Un hombre con un traje de calmuco se lanzó sobre él desde la maleza con un cuchillo en la mano,
pero, antes de que yo pudiese pronunciar una palabra para avisarle, Erik ya se había vuelto contra su
asaltante como un gato salvaje.
Un fino lazo cruzó el aire agarrotando al intruso con una única sacudida rápida y violenta, con lo
que el hombre cayó muerto en el barro fangoso en un abrir y cerrar-los ojos. Me quedé mudo de
asombro por aquella rapidez de reflejos: fue una automática e inmisericorde reacción que traicionaba
todos los instintos de un animal de rapiña para el que matar es tan natural como respirar. Ya había
matado muchas veces: de aquel hecho se deducía que no podía haber la menor duda.
Mientras yo estaba en la entrada de mi carpa mirando boquiabierto de espanto, Erik se inclinó
para soltar el lazo, lo que llevó a cabo con un descuidado movimiento de los dedos, volviéndolo a
guardar en algún recoveco de la capa. Estaba del todo tranquilo e indiferente; si hubiese retorcido el
pescuezo de una gallina apenas podría haber demostrado menos emoción, y aquella calma mortal me
acobardó más que la despiadada e irreflexiva velocidad con que había matado.
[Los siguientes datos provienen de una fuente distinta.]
//! Logging setup
//!
//! One tracing subscriber: console output (compact text or JSON) plus an
//! optional non-blocking log file.

use std::path::PathBuf;

use tracing_appender::non_blocking::WorkerGuard;
use tracing_subscriber::{filter::EnvFilter, fmt, prelude::*};

pub use tracing_appender::non_blocking::WorkerGuard as LogGuard;

/// Logging configuration
#[derive(Debug, Clone)]
pub struct LogConfig {
    /// Filter used when neither `STREAM_TEXTURE_LOG` nor `RUST_LOG` is set
    pub default_level: String,
    /// Emit JSON lines on the console instead of compact text
    pub json_format: bool,
    /// Also write plain-text logs to this file
    pub file_path: Option<PathBuf>,
}

impl Default for LogConfig {
    fn default() -> Self {
        Self {
            default_level: "info".to_string(),
            json_format: false,
            file_path: None,
        }
    }
}

impl LogConfig {
    /// Defaults overridden by `STREAM_TEXTURE_LOG_FORMAT=json` and
    /// `STREAM_TEXTURE_LOG_FILE=<path>`
    pub fn from_env() -> Self {
        Self::from_vars(
            std::env::var("STREAM_TEXTURE_LOG_FORMAT").ok(),
            std::env::var("STREAM_TEXTURE_LOG_FILE").ok(),
        )
    }

    fn from_vars(format: Option<String>, file: Option<String>) -> Self {
        Self {
            json_format: format.is_some_and(|v| v.eq_ignore_ascii_case("json")),
            file_path: file.filter(|p| !p.is_empty()).map(PathBuf::from),
            ..Self::default()
        }
    }
}

/// Install the global subscriber.
///
/// With a log file configured, the returned guard must outlive all logging
/// so buffered lines reach the file.
pub fn init_logging(
    config: &LogConfig,
) -> Result<Option<WorkerGuard>, Box<dyn std::error::Error + Send + Sync>> {
    let env_filter = EnvFilter::try_from_env("STREAM_TEXTURE_LOG")
        .or_else(|_| EnvFilter::try_from_env("RUST_LOG"))
        .unwrap_or_else(|_| EnvFilter::new(&config.default_level));

    // Frames cross from the reassembler thread to the owner, so thread names are always on
    let json_layer = config
        .json_format
        .then(|| fmt::layer().json().with_thread_names(true));
    let text_layer = (!config.json_format).then(|| fmt::layer().compact().with_thread_names(true));

    let (file_layer, guard) = match &config.file_path {
        Some(path) => {
            let file = std::fs::File::create(path)?;
            let (writer, guard) = tracing_appender::non_blocking(file);
            let layer = fmt::layer()
                .with_writer(writer)
                .with_thread_names(true)
                .with_file(true)
                .with_line_number(true)
                .with_ansi(false);
            (Some(layer), Some(guard))
        }
        None => (None, None),
    };

    tracing_subscriber::registry()
        .with(env_filter)
        .with(json_layer)
        .with(text_layer)
        .with(file_layer)
        .try_init()?;

    tracing::info!(
        version = env!("CARGO_PKG_VERSION"),
        json = config.json_format,
        file = ?config.file_path,
        "Logging initialized"
    );

    Ok(guard)
}
//! Shared GPU context
//!
//! Device and queue for the thread that owns rendering. Window-system
//! surfaces are created by the host; this context only needs to be able to
//! allocate textures and submit copies.

use thiserror::Error;

/// GPU context creation errors
#[derive(Error, Debug)]
pub enum GpuContextError {
    #[error("No suitable GPU adapter found")]
    NoAdapter,
    #[error("Failed to create device: {0}")]
    Device(#[from] wgpu::RequestDeviceError),
}

/// Shared GPU resources
///
/// Wrapped in `Arc<GpuContext>` so the upload backend and the host renderer
/// can share one device.
pub struct GpuContext {
    /// The wgpu instance
    pub instance: wgpu::Instance,
    /// The selected GPU adapter
    pub adapter: wgpu::Adapter,
    /// The GPU device for creating resources
    pub device: wgpu::Device,
    /// The command queue for submitting GPU work
    pub queue: wgpu::Queue,
}

impl GpuContext {
    /// Wrap resources the host already created
    pub fn from_parts(
        instance: wgpu::Instance,
        adapter: wgpu::Adapter,
        device: wgpu::Device,
        queue: wgpu::Queue,
    ) -> Self {
        Self {
            instance,
            adapter,
            device,
            queue,
        }
    }

    /// Create a context without a surface
    pub async fn headless() -> Result<Self, GpuContextError> {
        let instance = wgpu::Instance::new(&wgpu::InstanceDescriptor {
            backends: wgpu::Backends::all(),
            ..Default::default()
        });

        let adapter = instance
            .request_adapter(&wgpu::RequestAdapterOptions {
                power_preference: wgpu::PowerPreference::HighPerformance,
                compatible_surface: None,
                force_fallback_adapter: false,
            })
            .await
            .ok_or(GpuContextError::NoAdapter)?;

        tracing::info!("Using GPU: {}", adapter.get_info().name);
        tracing::info!("Backend: {:?}", adapter.get_info().backend);

        let (device, queue) = adapter
            .request_device(
                &wgpu::DeviceDescriptor {
                    label: Some("Stream Texture Device"),
                    required_features: wgpu::Features::empty(),
                    required_limits: wgpu::Limits::downlevel_defaults().using_resolution(adapter.limits()),
                    memory_hints: wgpu::MemoryHints::Performance,
                },
                None,
            )
            .await?;

        Ok(Self::from_parts(instance, adapter, device, queue))
    }

    /// Blocking variant of [`GpuContext::headless`]
    pub fn headless_blocking() -> Result<Self, GpuContextError> {
        pollster::block_on(Self::headless())
    }
}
Empujando el cadáver hacia un lado con el pie, levantó la vista y me vio allí mirándole fijamente
como un estúpido demente.
-Entre en la carpa, daroga -advertí cierta desaprobación en su voz-.Encontraré tremendamente
pesado tener que salvarle la vida por segunda vez.
Y con eso se dio la vuelta y desapareció en la circundante oscuridad.
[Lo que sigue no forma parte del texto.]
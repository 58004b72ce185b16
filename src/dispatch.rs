//! Cross-thread dispatcher
//!
//! A single-consumer task queue that carries work from producer threads to
//! the thread owning the GPU context. Tasks run on the owner thread, exactly
//! once each, in the order they entered the queue. The owner passes its own
//! state (`C`) into every task, so producers never touch it directly.

use std::time::Duration;

use crossbeam_channel::{Receiver, RecvTimeoutError, Sender};

/// A unit of work executed on the owner thread
pub type Task<C> = Box<dyn FnOnce(&mut C) + Send + 'static>;

/// Owner side of the queue
pub struct Dispatcher<C> {
    sender: Sender<Task<C>>,
    receiver: Receiver<Task<C>>,
}

/// Producer side of the queue; cheap to clone and send to other threads
pub struct Poster<C> {
    sender: Sender<Task<C>>,
}

impl<C> Clone for Poster<C> {
    fn clone(&self) -> Self {
        Self {
            sender: self.sender.clone(),
        }
    }
}

impl<C> Poster<C> {
    /// Enqueue a task for the owner thread.
    ///
    /// Returns false when the owner has shut down; the task is dropped
    /// without running.
    pub fn post<F>(&self, task: F) -> bool
    where
        F: FnOnce(&mut C) + Send + 'static,
    {
        self.sender.send(Box::new(task)).is_ok()
    }
}

impl<C> Default for Dispatcher<C> {
    fn default() -> Self {
        Self::new()
    }
}

impl<C> Dispatcher<C> {
    pub fn new() -> Self {
        let (sender, receiver) = crossbeam_channel::unbounded();
        Self { sender, receiver }
    }

    /// A producer handle for this queue
    pub fn poster(&self) -> Poster<C> {
        Poster {
            sender: self.sender.clone(),
        }
    }

    /// Tasks waiting to run
    pub fn pending(&self) -> usize {
        self.receiver.len()
    }

    /// Run every task queued at the time of the call and return how many ran.
    ///
    /// Tasks posted by the tasks themselves wait for the next call.
    pub fn run_pending(&self, ctx: &mut C) -> usize {
        let queued = self.receiver.len();
        let mut ran = 0;
        while ran < queued {
            match self.receiver.try_recv() {
                Ok(task) => {
                    task(ctx);
                    ran += 1;
                }
                Err(_) => break,
            }
        }
        ran
    }

    /// Block up to `timeout` for the first task, then run everything queued.
    pub fn run_with_timeout(&self, ctx: &mut C, timeout: Duration) -> usize {
        match self.receiver.recv_timeout(timeout) {
            Ok(task) => {
                task(ctx);
                1 + self.run_pending(ctx)
            }
            // The dispatcher holds a sender, so the queue never disconnects
            Err(RecvTimeoutError::Timeout) | Err(RecvTimeoutError::Disconnected) => 0,
        }
    }
}

#[cfg(test)]
mod tests {
    use super::*;
    use std::thread;

    #[test]
    fn test_fifo_single_producer() {
        let dispatcher: Dispatcher<Vec<&'static str>> = Dispatcher::new();
        let poster = dispatcher.poster();

        let producer = thread::spawn(move || {
            for name in ["A", "B", "C"] {
                assert!(poster.post(move |log: &mut Vec<&'static str>| log.push(name)));
            }
        });
        producer.join().unwrap();

        let mut log = Vec::new();
        assert_eq!(dispatcher.run_pending(&mut log), 3);
        assert_eq!(log, vec!["A", "B", "C"]);
        assert_eq!(dispatcher.run_pending(&mut log), 0);
    }

    #[test]
    fn test_per_producer_order_with_concurrent_producer() {
        let dispatcher: Dispatcher<Vec<(u8, u32)>> = Dispatcher::new();

        let producers: Vec<_> = (0..2u8)
            .map(|id| {
                let poster = dispatcher.poster();
                thread::spawn(move || {
                    for seq in 0..500u32 {
                        poster.post(move |log: &mut Vec<(u8, u32)>| log.push((id, seq)));
                    }
                })
            })
            .collect();

        let mut log = Vec::new();
        for producer in producers {
            producer.join().unwrap();
        }
        dispatcher.run_pending(&mut log);

        assert_eq!(log.len(), 1000);
        for id in 0..2u8 {
            let seqs: Vec<u32> = log.iter().filter(|(p, _)| *p == id).map(|(_, s)| *s).collect();
            assert_eq!(seqs, (0..500).collect::<Vec<_>>());
        }
    }

    #[test]
    fn test_tasks_run_exactly_once() {
        let dispatcher: Dispatcher<u32> = Dispatcher::new();
        let poster = dispatcher.poster();
        for _ in 0..10 {
            poster.post(|count: &mut u32| *count += 1);
        }

        let mut count = 0;
        dispatcher.run_pending(&mut count);
        dispatcher.run_pending(&mut count);
        assert_eq!(count, 10);
    }

    #[test]
    fn test_post_after_owner_shutdown_is_dropped() {
        let dispatcher: Dispatcher<()> = Dispatcher::new();
        let poster = dispatcher.poster();
        drop(dispatcher);
        assert!(!poster.post(|_: &mut ()| panic!("must not run")));
    }

    #[test]
    fn test_run_with_timeout_waits_for_producer() {
        let dispatcher: Dispatcher<Vec<u8>> = Dispatcher::new();
        let poster = dispatcher.poster();
        let producer = thread::spawn(move || {
            thread::sleep(Duration::from_millis(20));
            poster.post(|log: &mut Vec<u8>| log.push(1));
        });

        let mut log = Vec::new();
        assert_eq!(dispatcher.run_with_timeout(&mut log, Duration::from_secs(5)), 1);
        assert_eq!(log, vec![1]);
        producer.join().unwrap();
        assert_eq!(dispatcher.run_with_timeout(&mut log, Duration::from_millis(10)), 0);
    }

    #[test]
    fn test_task_posted_from_task_runs_next_round() {
        let dispatcher: Dispatcher<Vec<u8>> = Dispatcher::new();
        let poster = dispatcher.poster();
        let inner = dispatcher.poster();
        poster.post(move |log: &mut Vec<u8>| {
            log.push(1);
            inner.post(|log: &mut Vec<u8>| log.push(2));
        });

        let mut log = Vec::new();
        assert_eq!(dispatcher.run_pending(&mut log), 1);
        assert_eq!(dispatcher.pending(), 1);
        assert_eq!(dispatcher.run_pending(&mut log), 1);
        assert_eq!(log, vec![1, 2]);
    }
}
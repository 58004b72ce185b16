//! External decoder plumbing
//!
//! Runs the decoder as a child process and rebuilds fixed-size frames from
//! its raw output on a dedicated thread.

mod process;
mod reassembler;

pub use process::{ChannelReader, ChannelWriter, DecoderCommand, ProcessChannel};
pub use reassembler::{
    run_reassembly, BacklogPolicy, FrameReassembler, ReassemblerConfig, ReassemblerHandle,
    ReassemblyReport, StopReason,
};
Yo me volví a la cama profundamente impresionado y traté de reconciliarme con este nuevo y
desagradable descubrimiento.
Era no solamente el más grande de los magos, el más sorprendente de los ventnlocuos y el más
consumado de los músicos que jamás había visto. Era también el asesino que con más frialdad y
eficacia actuaba.
Únicamente el más loco suicida dejaría de tratarle con temeroso respeto.